[Dataset entries]
━━━
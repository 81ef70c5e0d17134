//! Kubernetes helpers shared by the controller and its collaborators
//!
//! Most sub-resources belong to other operators, so they are addressed as
//! [`DynamicObject`]s through the [`ApiResource`] descriptors below instead
//! of generated Rust types.

use k8s_openapi::apimachinery::pkg::apis::meta::v1::OwnerReference;
use kube::api::{Api, DynamicObject, Patch, PatchParams};
use kube::discovery::ApiResource;
use kube::Resource;
use serde_json::Value;
use tracing::debug;

use crate::crd::OpenStackDataPlaneNodeSet;
use crate::Error;

/// Group of the network operator's resources
pub const NETWORK_GROUP: &str = "network.openstack.org";
/// Group of the bare metal operator's resources
pub const BAREMETAL_GROUP: &str = "baremetal.openstack.org";
/// Group of the execution job resources
pub const ANSIBLEEE_GROUP: &str = "ansibleee.openstack.org";
/// Group of this operator's resources
pub const DATAPLANE_GROUP: &str = "dataplane.openstack.org";

fn resource(group: &str, kind: &str, plural: &str) -> ApiResource {
    ApiResource {
        group: group.to_string(),
        version: "v1beta1".to_string(),
        api_version: format!("{group}/v1beta1"),
        kind: kind.to_string(),
        plural: plural.to_string(),
    }
}

/// Per-node network reservation
pub fn ip_set_resource() -> ApiResource {
    resource(NETWORK_GROUP, "IPSet", "ipsets")
}

/// DNS records published for a node set
pub fn dns_data_resource() -> ApiResource {
    resource(NETWORK_GROUP, "DNSData", "dnsdata")
}

/// DNS server instance serving the records
pub fn dns_masq_resource() -> ApiResource {
    resource(NETWORK_GROUP, "DNSMasq", "dnsmasqs")
}

/// Bare metal set provisioning the nodes
pub fn baremetal_set_resource() -> ApiResource {
    resource(BAREMETAL_GROUP, "OpenStackBaremetalSet", "openstackbaremetalsets")
}

/// Service definition run against nodes
pub fn dataplane_service_resource() -> ApiResource {
    resource(
        DATAPLANE_GROUP,
        "OpenStackDataPlaneService",
        "openstackdataplaneservices",
    )
}

/// Ansible execution job
pub fn ansible_ee_resource() -> ApiResource {
    resource(ANSIBLEEE_GROUP, "OpenStackAnsibleEE", "openstackansibleees")
}

/// Controller owner reference pointing at the node set
///
/// Garbage collection deletes every object carrying it when the node set goes away.
pub fn owner_reference(node_set: &OpenStackDataPlaneNodeSet) -> Result<OwnerReference, Error> {
    node_set.controller_owner_ref(&()).ok_or_else(|| {
        Error::internal_with_context(
            "owner_reference",
            format!(
                "node set {} has no uid yet",
                node_set.meta().name.as_deref().unwrap_or_default()
            ),
        )
    })
}

/// True when every field in `desired` is present with the same value in `actual`
///
/// Objects compare field by field, so values the API server defaulted into
/// `actual` do not count as drift. Arrays and scalars must match exactly.
pub fn json_contains(actual: &Value, desired: &Value) -> bool {
    match (actual, desired) {
        (Value::Object(a), Value::Object(d)) => d
            .iter()
            .all(|(k, dv)| a.get(k).is_some_and(|av| json_contains(av, dv))),
        (Value::Array(a), Value::Array(d)) => {
            a.len() == d.len() && a.iter().zip(d).all(|(av, dv)| json_contains(av, dv))
        }
        _ => actual == desired,
    }
}

/// JSON merge patch turning `old` into `new`
///
/// Unchanged keys are left out and keys missing from `new` become `null`,
/// so the patch also removes entries the API server would otherwise keep.
pub fn merge_patch(old: &Value, new: &Value) -> Value {
    match (old, new) {
        (Value::Object(o), Value::Object(n)) => {
            let mut patch = serde_json::Map::new();
            for (key, nv) in n {
                match o.get(key) {
                    Some(ov) if ov == nv => {}
                    Some(ov) if ov.is_object() && nv.is_object() => {
                        patch.insert(key.clone(), merge_patch(ov, nv));
                    }
                    _ => {
                        patch.insert(key.clone(), nv.clone());
                    }
                }
            }
            for key in o.keys().filter(|k| !n.contains_key(*k)) {
                patch.insert(key.clone(), Value::Null);
            }
            Value::Object(patch)
        }
        _ => new.clone(),
    }
}

/// True when the object's `status.conditions` has `Ready=True`
pub fn dynamic_ready(obj: &DynamicObject) -> bool {
    obj.data
        .pointer("/status/conditions")
        .and_then(Value::as_array)
        .is_some_and(|conds| {
            conds.iter().any(|c| {
                c.get("type").and_then(Value::as_str) == Some("Ready")
                    && c.get("status").and_then(Value::as_str) == Some("True")
            })
        })
}

/// Server-side apply `desired` unless the live object already matches it
///
/// Only `spec`, labels and owner references are compared. Returns the live
/// object and whether a write happened, so callers can tell a freshly
/// changed object apart from a settled one.
pub async fn apply_if_changed(
    api: &Api<DynamicObject>,
    name: &str,
    desired: &Value,
    field_manager: &str,
) -> Result<(DynamicObject, bool), Error> {
    if let Some(existing) = api.get_opt(name).await? {
        let live = serde_json::to_value(&existing)?;
        let unchanged = ["spec", "metadata/labels", "metadata/ownerReferences"]
            .iter()
            .all(|path| {
                let pointer = format!("/{path}");
                match desired.pointer(&pointer) {
                    Some(want) => live
                        .pointer(&pointer)
                        .is_some_and(|have| json_contains(have, want)),
                    None => true,
                }
            });
        if unchanged {
            return Ok((existing, false));
        }
    }

    debug!(name = %name, "applying changed object");
    let applied = api
        .patch(
            name,
            &PatchParams::apply(field_manager).force(),
            &Patch::Apply(desired),
        )
        .await?;
    Ok((applied, true))
}

#[cfg(test)]
mod tests {
    use super::*;
    use serde_json::json;

    #[test]
    fn json_contains_ignores_defaulted_fields() {
        let actual = json!({"spec": {"networks": [{"name": "ctlplane", "subnetName": "subnet1", "defaultRoute": false}], "immutable": true}});
        let desired = json!({"spec": {"networks": [{"name": "ctlplane", "subnetName": "subnet1"}]}});
        assert!(json_contains(&actual, &desired));
    }

    #[test]
    fn json_contains_detects_changed_values_and_lengths() {
        let actual = json!({"hosts": [{"ip": "10.0.0.1"}]});
        assert!(!json_contains(&actual, &json!({"hosts": [{"ip": "10.0.0.2"}]})));
        assert!(!json_contains(
            &actual,
            &json!({"hosts": [{"ip": "10.0.0.1"}, {"ip": "10.0.0.2"}]})
        ));
        assert!(!json_contains(&actual, &json!({"missing": 1})));
    }

    #[test]
    fn merge_patch_sets_removed_keys_to_null() {
        let old = json!({"deployed": true, "deploymentStatuses": {"d1": [], "d2": []}, "configHash": "a"});
        let new = json!({"deployed": true, "deploymentStatuses": {"d2": []}, "configHash": "b"});
        assert_eq!(
            merge_patch(&old, &new),
            json!({"deploymentStatuses": {"d1": null}, "configHash": "b"})
        );
    }

    #[test]
    fn merge_patch_replaces_arrays_whole() {
        let old = json!({"conditions": [{"type": "Ready"}]});
        let new = json!({"conditions": [{"type": "Ready"}, {"type": "InputReady"}]});
        assert_eq!(merge_patch(&old, &new), new);
    }

    #[test]
    fn dynamic_ready_reads_status_conditions() {
        let ar = ip_set_resource();
        let mut obj = DynamicObject::new("compute-0", &ar);
        assert!(!dynamic_ready(&obj));

        obj.data = json!({"status": {"conditions": [
            {"type": "ReservationReady", "status": "True"},
            {"type": "Ready", "status": "False"}
        ]}});
        assert!(!dynamic_ready(&obj));

        obj.data = json!({"status": {"conditions": [{"type": "Ready", "status": "True"}]}});
        assert!(dynamic_ready(&obj));
    }

    #[test]
    fn resources_use_v1beta1() {
        let ar = baremetal_set_resource();
        assert_eq!(ar.api_version, "baremetal.openstack.org/v1beta1");
        assert_eq!(ar.plural, "openstackbaremetalsets");
        assert_eq!(dns_data_resource().kind, "DNSData");
    }

    #[test]
    fn owner_reference_requires_uid() {
        let node_set: OpenStackDataPlaneNodeSet = serde_json::from_value(json!({
            "apiVersion": "dataplane.openstack.org/v1beta1",
            "kind": "OpenStackDataPlaneNodeSet",
            "metadata": {"name": "edge-a", "namespace": "openstack"},
            "spec": {"nodeTemplate": {"ansibleSSHPrivateKeySecret": "key"}, "nodes": {}}
        }))
        .unwrap();
        assert!(owner_reference(&node_set).is_err());

        let mut with_uid = node_set.clone();
        with_uid.metadata.uid = Some("1234".into());
        let owner = owner_reference(&with_uid).unwrap();
        assert_eq!(owner.kind, "OpenStackDataPlaneNodeSet");
        assert_eq!(owner.controller, Some(true));
    }
}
━━━
Check each line of the entries for the word "deploymentStatuses". State how many lines hold it, and write nothing else.

3